🤖 AI Summary
This work addresses the limitation of traditional automatic speech recognition (ASR) systems that rely solely on word error rate (WER), which often fails to preserve semantic accuracy—particularly in dysarthric speech, where it can lead to severe semantic distortions. To overcome this, the authors propose a large language model (LLM)-based Judge-Editor agent that performs semantics-aware local rewriting over the ASR system’s top-k hypotheses: retaining high-confidence segments while revising uncertain portions, operating in both zero-shot and fine-tuned modes. This is the first application of an LLM agent for semantic-level post-correction of dysarthric speech. The study also introduces SAP-Hypo5, the largest benchmark to date for evaluating beyond-WER, multidimensional performance. Experiments demonstrate a 14.51% WER reduction, a 7.59-point gain in MENLI, and a 7.66-point improvement in Slot Micro F1 on challenging samples, confirming the strong correlation between semantic fidelity and downstream task performance.
📝 Abstract
While Automatic Speech Recognition (ASR) is typically benchmarked by word error rate (WER), real-world applications ultimately hinge on semantic fidelity.

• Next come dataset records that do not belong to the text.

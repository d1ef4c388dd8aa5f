//! NOAA Climate Data Online (CDO) v2 API client.
//!
//! See <https://www.ncdc.noaa.gov/cdo-web/webservices/v2> for the endpoint
//! documentation. The token is passed in at construction and sent as a
//! `token` header on every request.

use std::time::Duration;

use anyhow::{anyhow, Result};
use reqwest::Client;
use serde::{de::DeserializeOwned, Deserialize, Serialize};

const BASE_URL: &str = "https://www.ncdc.noaa.gov/cdo-web/api/v2";
const REQUEST_TIMEOUT: Duration = Duration::from_secs(30);

/// The per-request record cap imposed by the API.
pub const PAGE_LIMIT: usize = 1000;

pub struct CdoClient {
    http: Client,
    token: String,
}

impl CdoClient {
    pub fn new(token: String) -> Self {
        CdoClient {
            http: Client::new(),
            token,
        }
    }

    /// Lists all stations for a location, following pagination until a short
    /// page is returned.
    pub async fn stations(&self, location_id: &str) -> Result<Vec<Station>> {
        let mut stations = Vec::new();
        let mut offset = 1usize;

        loop {
            let params = [
                ("locationid", location_id.to_string()),
                ("limit", PAGE_LIMIT.to_string()),
                ("offset", offset.to_string()),
            ];
            let page: Page<Station> = self.get("stations", &params).await?;

            let results = match page.results {
                Some(results) => results,
                None => break,
            };
            let page_len = results.len();
            stations.extend(results);

            if page_len < PAGE_LIMIT {
                break;
            }
            offset += PAGE_LIMIT;
        }

        Ok(stations)
    }

    /// Lists the datasets available through the API.
    pub async fn datasets(&self) -> Result<Vec<Dataset>> {
        let page: Page<Dataset> = self.get("datasets", &[]).await?;

        Ok(page.results.unwrap_or_default())
    }

    /// Fetches one bounded batch of daily observations for a (year, datatype)
    /// pair. `Ok(None)` means the API answered with no results for the query.
    pub async fn daily_data(
        &self,
        location_id: &str,
        datatype: &str,
        year: i32,
    ) -> Result<Option<Vec<Observation>>> {
        let params = [
            ("datasetid", "GHCND".to_string()),
            ("locationid", location_id.to_string()),
            ("datatypeid", datatype.to_string()),
            ("startdate", format!("{year}-01-01")),
            ("enddate", format!("{year}-12-31")),
            ("units", "metric".to_string()),
            ("limit", PAGE_LIMIT.to_string()),
            ("offset", "1".to_string()),
        ];
        let page: Page<Observation> = self.get("data", &params).await?;

        Ok(page.results)
    }

    async fn get<T: DeserializeOwned>(&self, path: &str, params: &[(&str, String)]) -> Result<T> {
        let url = format!("{}/{}", BASE_URL, path);
        let response = self
            .http
            .get(&url)
            .header("token", &self.token)
            .query(params)
            .timeout(REQUEST_TIMEOUT)
            .send()
            .await?;

        if !response.status().is_success() {
            return Err(anyhow!("CDO request to /{} failed: HTTP {}", path, response.status()));
        }

        Ok(response.json::<T>().await?)
    }
}

/// One page of a CDO listing. `results` is absent when the query matched
/// nothing, not an empty array.
#[derive(Debug, Deserialize)]
#[serde(bound(deserialize = "T: Deserialize<'de>"))]
pub struct Page<T> {
    #[serde(default)]
    pub metadata: Option<Metadata>,
    #[serde(default)]
    pub results: Option<Vec<T>>,
}

#[derive(Debug, Deserialize)]
pub struct Metadata {
    pub resultset: ResultSet,
}

#[derive(Debug, Deserialize)]
pub struct ResultSet {
    pub offset: u64,
    pub count: u64,
    pub limit: u64,
}

#[derive(Debug, Clone, Serialize, Deserialize)]
pub struct Station {
    pub id: String,
    pub name: String,
    #[serde(default)]
    pub latitude: Option<f64>,
    #[serde(default)]
    pub longitude: Option<f64>,
    #[serde(default)]
    pub elevation: Option<f64>,
    #[serde(rename = "elevationUnit", default)]
    pub elevation_unit: Option<String>,
    pub mindate: String,
    pub maxdate: String,
    #[serde(default)]
    pub datacoverage: Option<f64>,
}

#[derive(Debug, Clone, Serialize, Deserialize)]
pub struct Dataset {
    pub id: String,
    pub name: String,
    pub mindate: String,
    pub maxdate: String,
    #[serde(default)]
    pub datacoverage: Option<f64>,
}

/// One daily observation row. Uniqueness on (station, date, datatype) is
/// implied by the provider but not enforced here.
#[derive(Debug, Clone, Serialize, Deserialize)]
pub struct Observation {
    pub station: String,
    pub date: String,
    pub datatype: String,
    #[serde(default)]
    pub attributes: Option<String>,
    pub value: f64,
}

// -- Tests -------------------------------------------------------------------

#[cfg(test)]
mod test {

    use super::*;

    #[test]
    fn should_deserialise_data_page() {
        let body = r#"{
            "metadata": {"resultset": {"offset": 1, "count": 2, "limit": 1000}},
            "results": [
                {"date": "2020-01-01T00:00:00", "datatype": "TMAX",
                 "station": "GHCND:USC00040001", "attributes": ",,W,0700", "value": 18.3},
                {"date": "2020-01-01T00:00:00", "datatype": "PRCP",
                 "station": "GHCND:USC00040001", "value": 0.0}
            ]
        }"#;

        let page: Page<Observation> = serde_json::from_str(body).unwrap();
        let results = page.results.unwrap();

        assert_eq!(results.len(), 2);
        assert_eq!(results[0].datatype, "TMAX");
        assert_eq!(results[0].value, 18.3);
        assert_eq!(results[1].attributes, None);
        assert_eq!(page.metadata.unwrap().resultset.count, 2);
    }

    #[test]
    fn should_deserialise_empty_page() {
        let page: Page<Observation> = serde_json::from_str("{}").unwrap();

        assert!(page.results.is_none());
        assert!(page.metadata.is_none());
    }

    #[test]
    fn should_deserialise_station() {
        let body = r#"{
            "elevation": 96, "mindate": "1893-01-01", "maxdate": "2025-08-01",
            "latitude": 37.8, "name": "BERKELEY, CA US", "datacoverage": 0.97,
            "id": "GHCND:USC00040693", "elevationUnit": "METERS", "longitude": -122.26
        }"#;

        let station: Station = serde_json::from_str(body).unwrap();

        assert_eq!(station.id, "GHCND:USC00040693");
        assert_eq!(station.elevation_unit, Some("METERS".to_string()));
        assert_eq!(station.latitude, Some(37.8));
    }
}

This mismatch is particularly problematic for dysarthric speech, where articulatory imprecision and disfluencies can cause severe semantic distortions. To bridge this gap, we introduce a Large Language Model (LLM)-based agent for post-ASR correction: a Judge-Editor over the top-k ASR hypotheses that keeps high-confidence spans, rewrites uncertain segments, and operates in both zero-shot and fine-tuned modes. In parallel, we release SAP-Hypo5, the largest benchmark for dysarthric speech correction, to enable reproducibility and future exploration. Under multi-perspective evaluation, our agent achieves a 14.51% WER reduction alongside substantial semantic gains, including a +7.59 pp improvement in MENLI and +7.66 pp in Slot Micro F1 on challenging samples. Our analysis further reveals that WER is highly sensitive to domain shift, whereas semantic metrics correlate more closely with downstream task performance.